Work to be completed: Scan the data for "select" and copy each matching line.

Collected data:
<<<<

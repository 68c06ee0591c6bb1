//! The queue between the reactor and the single dispatch task.
//!
//! ```text
//!  reader tasks ──lines──▶ reactor task ──Work──▶ [ bounded queue ] ──▶ dispatch task
//!  console thread ─────────────────────────Work──▶        │                 │
//!  plugin commands ────────────────────────Work──▶        │                 │
//!                                                         │        EventBus · CommandTree
//!                                                         └─ "queue full" warning, throttled
//! ```
//!
//! Everything that reaches listeners goes through one queue and one task, so
//! events are published in the order the lines were read.

use std::sync::Arc;
use std::time::Duration;

use hearth_core::{
    BoxedEvent, CommandSource, DispatchMode, EventKind, Info, ProcessError, Reaction, ReplySink,
    SourceKind,
};
use hearth_framework::tellraw;
use parking_lot::Mutex;
use tokio::sync::{mpsc, oneshot};
use tokio::time::Instant;
use tokio_util::sync::CancellationToken;
use tracing::{Instrument, debug, debug_span, info, trace, warn};

use crate::server::HearthServer;

/// One unit of work for the dispatch task.
#[derive(Debug)]
pub(crate) enum Work {
    /// A classified server line.
    Output(Reaction),
    /// A line typed into the console or injected by the embedder.
    Console(Arc<Info>),
    /// Command text sent by a plugin.
    Plugin { plugin: String, info: Arc<Info> },
    /// A process lifecycle event.
    Lifecycle {
        kind: EventKind,
        event: BoxedEvent,
        /// The daemon shuts down once the event has been delivered.
        shutdown: bool,
    },
    /// Answered once everything queued before it has been dispatched.
    Barrier(oneshot::Sender<()>),
}

/// Sending side of the bounded dispatch queue.
///
/// A full queue makes the producer wait; nothing is dropped.
#[derive(Clone)]
pub(crate) struct WorkQueue {
    tx: mpsc::Sender<Work>,
    warn_interval: Duration,
    last_warning: Arc<Mutex<Option<Instant>>>,
}

impl WorkQueue {
    pub(crate) fn new(capacity: usize, warn_interval: Duration) -> (Self, mpsc::Receiver<Work>) {
        let (tx, rx) = mpsc::channel(capacity.max(1));
        let queue = Self {
            tx,
            warn_interval,
            last_warning: Arc::default(),
        };
        (queue, rx)
    }

    /// Enqueues `work`, waiting while the queue is full.
    ///
    /// Returns `false` once the dispatch task is gone.
    pub(crate) async fn push(&self, work: Work) -> bool {
        match self.tx.try_send(work) {
            Ok(()) => true,
            Err(mpsc::error::TrySendError::Full(work)) => {
                self.warn_full();
                self.tx.send(work).await.is_ok()
            }
            Err(mpsc::error::TrySendError::Closed(_)) => false,
        }
    }

    /// Enqueues `work` without waiting.
    ///
    /// On a full queue the work is handed to a task that waits for room, so
    /// code running on the dispatch task never waits on itself. Returns
    /// `false` once the dispatch task is gone.
    pub(crate) fn push_detached(&self, work: Work) -> bool {
        match self.tx.try_send(work) {
            Ok(()) => true,
            Err(mpsc::error::TrySendError::Full(work)) => {
                self.warn_full();
                let tx = self.tx.clone();
                tokio::spawn(async move {
                    let _ = tx.send(work).await;
                });
                true
            }
            Err(mpsc::error::TrySendError::Closed(_)) => false,
        }
    }

    /// Waits until everything queued so far has been dispatched.
    pub(crate) async fn flush(&self) {
        let (tx, rx) = oneshot::channel();
        if self.push(Work::Barrier(tx)).await {
            let _ = rx.await;
        }
    }

    /// Logs the "queue full" warning at most once per interval.
    fn warn_full(&self) -> bool {
        let now = Instant::now();
        let mut last = self.last_warning.lock();
        if last.is_some_and(|at| now.duration_since(at) < self.warn_interval) {
            return false;
        }
        *last = Some(now);
        warn!(
            capacity = self.tx.max_capacity(),
            "Dispatch queue is full, server output is waiting for listeners"
        );
        true
    }
}

/// Delivers replies to their source.
///
/// Console replies are logged. Player replies become `tellraw` lines,
/// written in order by the reply writer task.
pub(crate) struct ServerReplySink {
    outbox: mpsc::UnboundedSender<String>,
}

impl ServerReplySink {
    pub(crate) fn new() -> (Self, mpsc::UnboundedReceiver<String>) {
        let (outbox, rx) = mpsc::unbounded_channel();
        (Self { outbox }, rx)
    }
}

impl ReplySink for ServerReplySink {
    fn reply(&self, source: &SourceKind, text: &str) {
        match source {
            SourceKind::Console => info!(target: "hearth::console", "{text}"),
            SourceKind::Player(player) => {
                if self.outbox.send(tellraw(player, text)).is_err() {
                    debug!(player = %player, "Reply writer stopped, reply dropped");
                }
            }
            SourceKind::Plugin(plugin) => debug!(plugin = %plugin, reply = text, "Plugin reply"),
        }
    }
}

/// Writes queued replies to the server's stdin.
pub(crate) async fn write_replies(
    server: Arc<HearthServer>,
    mut outbox: mpsc::UnboundedReceiver<String>,
    stop: CancellationToken,
) {
    loop {
        let line = tokio::select! {
            _ = stop.cancelled() => break,
            line = outbox.recv() => match line {
                Some(line) => line,
                None => break,
            },
        };
        if let Err(e) = server.bridge().write(&line).await {
            debug!(error = %e, "Reply not delivered");
        }
    }
}

/// The dispatch task.
pub(crate) async fn dispatch(
    server: Arc<HearthServer>,
    mut queue: mpsc::Receiver<Work>,
    stop: CancellationToken,
) {
    loop {
        let work = tokio::select! {
            _ = stop.cancelled() => break,
            work = queue.recv() => match work {
                Some(work) => work,
                None => break,
            },
        };
        match work {
            Work::Output(reaction) => {
                for (kind, event) in reaction.events {
                    server
                        .bus()
                        .publish(&kind, event, DispatchMode::Blocking)
                        .await;
                }
                handle_info(&server, reaction.info).await;
            }
            Work::Console(info) => handle_info(&server, info).await,
            Work::Plugin { plugin, info } => run_plugin_command(&server, plugin, info).await,
            Work::Lifecycle {
                kind,
                event,
                shutdown,
            } => {
                server
                    .bus()
                    .publish(&kind, event, DispatchMode::Blocking)
                    .await;
                if shutdown {
                    info!("Server exited, shutting down");
                    server.request_shutdown();
                }
            }
            Work::Barrier(done) => {
                let _ = done.send(());
            }
        }
    }
    debug!("Dispatch task stopped");
}

/// Publishes an info, then runs it as a command or forwards it to the server.
async fn handle_info(server: &HearthServer, info: Arc<Info>) {
    let span = debug_span!("info", id = info.id(), source = ?info.source());
    async {
        let bus = server.bus();
        bus.publish(
            &EventKind::GENERAL_INFO,
            info.clone().into(),
            DispatchMode::Blocking,
        )
        .await;
        if info.is_user() {
            bus.publish(
                &EventKind::USER_INFO,
                info.clone().into(),
                DispatchMode::Blocking,
            )
            .await;
        }

        if info.is_cancelled() {
            trace!("Info cancelled by a listener");
            return;
        }

        if info.is_user() && server.commands().is_command(info.content()) {
            let kind = match info.player() {
                Some(player) => SourceKind::Player(player.to_string()),
                None => SourceKind::Console,
            };
            let source = CommandSource::resolve(kind, server.permissions().as_ref())
                .with_info(info.clone())
                .with_sink(server.reply_sink());
            server.plugins().tree().execute(&source, info.content()).await;
        } else if info.is_from_console() {
            match server.bridge().forward(&info).await {
                Ok(_) => {}
                Err(ProcessError::NotRunning | ProcessError::StdinClosed) => {
                    warn!(line = info.raw(), "Server is not running, console input dropped");
                }
                Err(e) => warn!(error = %e, "Failed to forward console input"),
            }
        }
    }
    .instrument(span)
    .await
}

/// Runs command text sent by a plugin. No info events are published for it.
async fn run_plugin_command(server: &HearthServer, plugin: String, info: Arc<Info>) {
    let span = debug_span!("plugin_command", id = info.id(), plugin = %plugin);
    async {
        let source =
            CommandSource::resolve(SourceKind::Plugin(plugin), server.permissions().as_ref())
                .with_info(info.clone())
                .with_sink(server.reply_sink());
        server.plugins().tree().execute(&source, info.content()).await;
    }
    .instrument(span)
    .await
}

#[cfg(test)]
mod tests {
    use hearth_core::{Dialect, InfoReactor};

    use super::*;

    #[tokio::test(start_paused = true)]
    async fn test_full_queue_waits_and_throttles_warnings() {
        let (queue, mut rx) = WorkQueue::new(1, Duration::from_secs(5));
        let reactor = InfoReactor::with_dialect(Dialect::Vanilla);
        let info = || Work::Console(reactor.inject_console("list"));

        assert!(queue.push(info()).await);
        assert!(queue.warn_full());
        assert!(!queue.warn_full());
        tokio::time::advance(Duration::from_secs(6)).await;
        assert!(queue.warn_full());

        let producer = {
            let queue = queue.clone();
            let work = info();
            tokio::spawn(async move { queue.push(work).await })
        };
        tokio::task::yield_now().await;
        assert!(!producer.is_finished());

        assert!(matches!(rx.recv().await, Some(Work::Console(_))));
        assert!(producer.await.unwrap());
        assert!(matches!(rx.recv().await, Some(Work::Console(_))));

        drop(rx);
        assert!(!queue.push(info()).await);
    }

    #[tokio::test]
    async fn test_detached_push_never_waits() {
        let (queue, mut rx) = WorkQueue::new(1, Duration::from_secs(5));
        let reactor = InfoReactor::with_dialect(Dialect::Vanilla);
        let plugin = |text: &str| Work::Plugin {
            plugin: "tester".to_string(),
            info: reactor.inject_plugin(text),
        };

        assert!(queue.push_detached(plugin("!!first")));
        assert!(queue.push_detached(plugin("!!second")));

        for expected in ["!!first", "!!second"] {
            match rx.recv().await {
                Some(Work::Plugin { plugin, info }) => {
                    assert_eq!(plugin, "tester");
                    assert_eq!(info.content(), expected);
                    assert!(info.is_from_plugin());
                }
                other => panic!("unexpected work: {other:?}"),
            }
        }

        drop(rx);
        assert!(!queue.push_detached(plugin("!!late")));
    }

    #[test]
    fn test_player_replies_become_tellraw() {
        let (sink, mut outbox) = ServerReplySink::new();
        sink.reply(&SourceKind::Player("Steve".into()), "hi");
        sink.reply(&SourceKind::Console, "only logged");
        assert_eq!(outbox.try_recv().unwrap(), r#"tellraw Steve {"text":"hi"}"#);
        assert!(outbox.try_recv().is_err());
    }
}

>>>>

Task result:
        let line = tokio::select! {
        let work = tokio::select! {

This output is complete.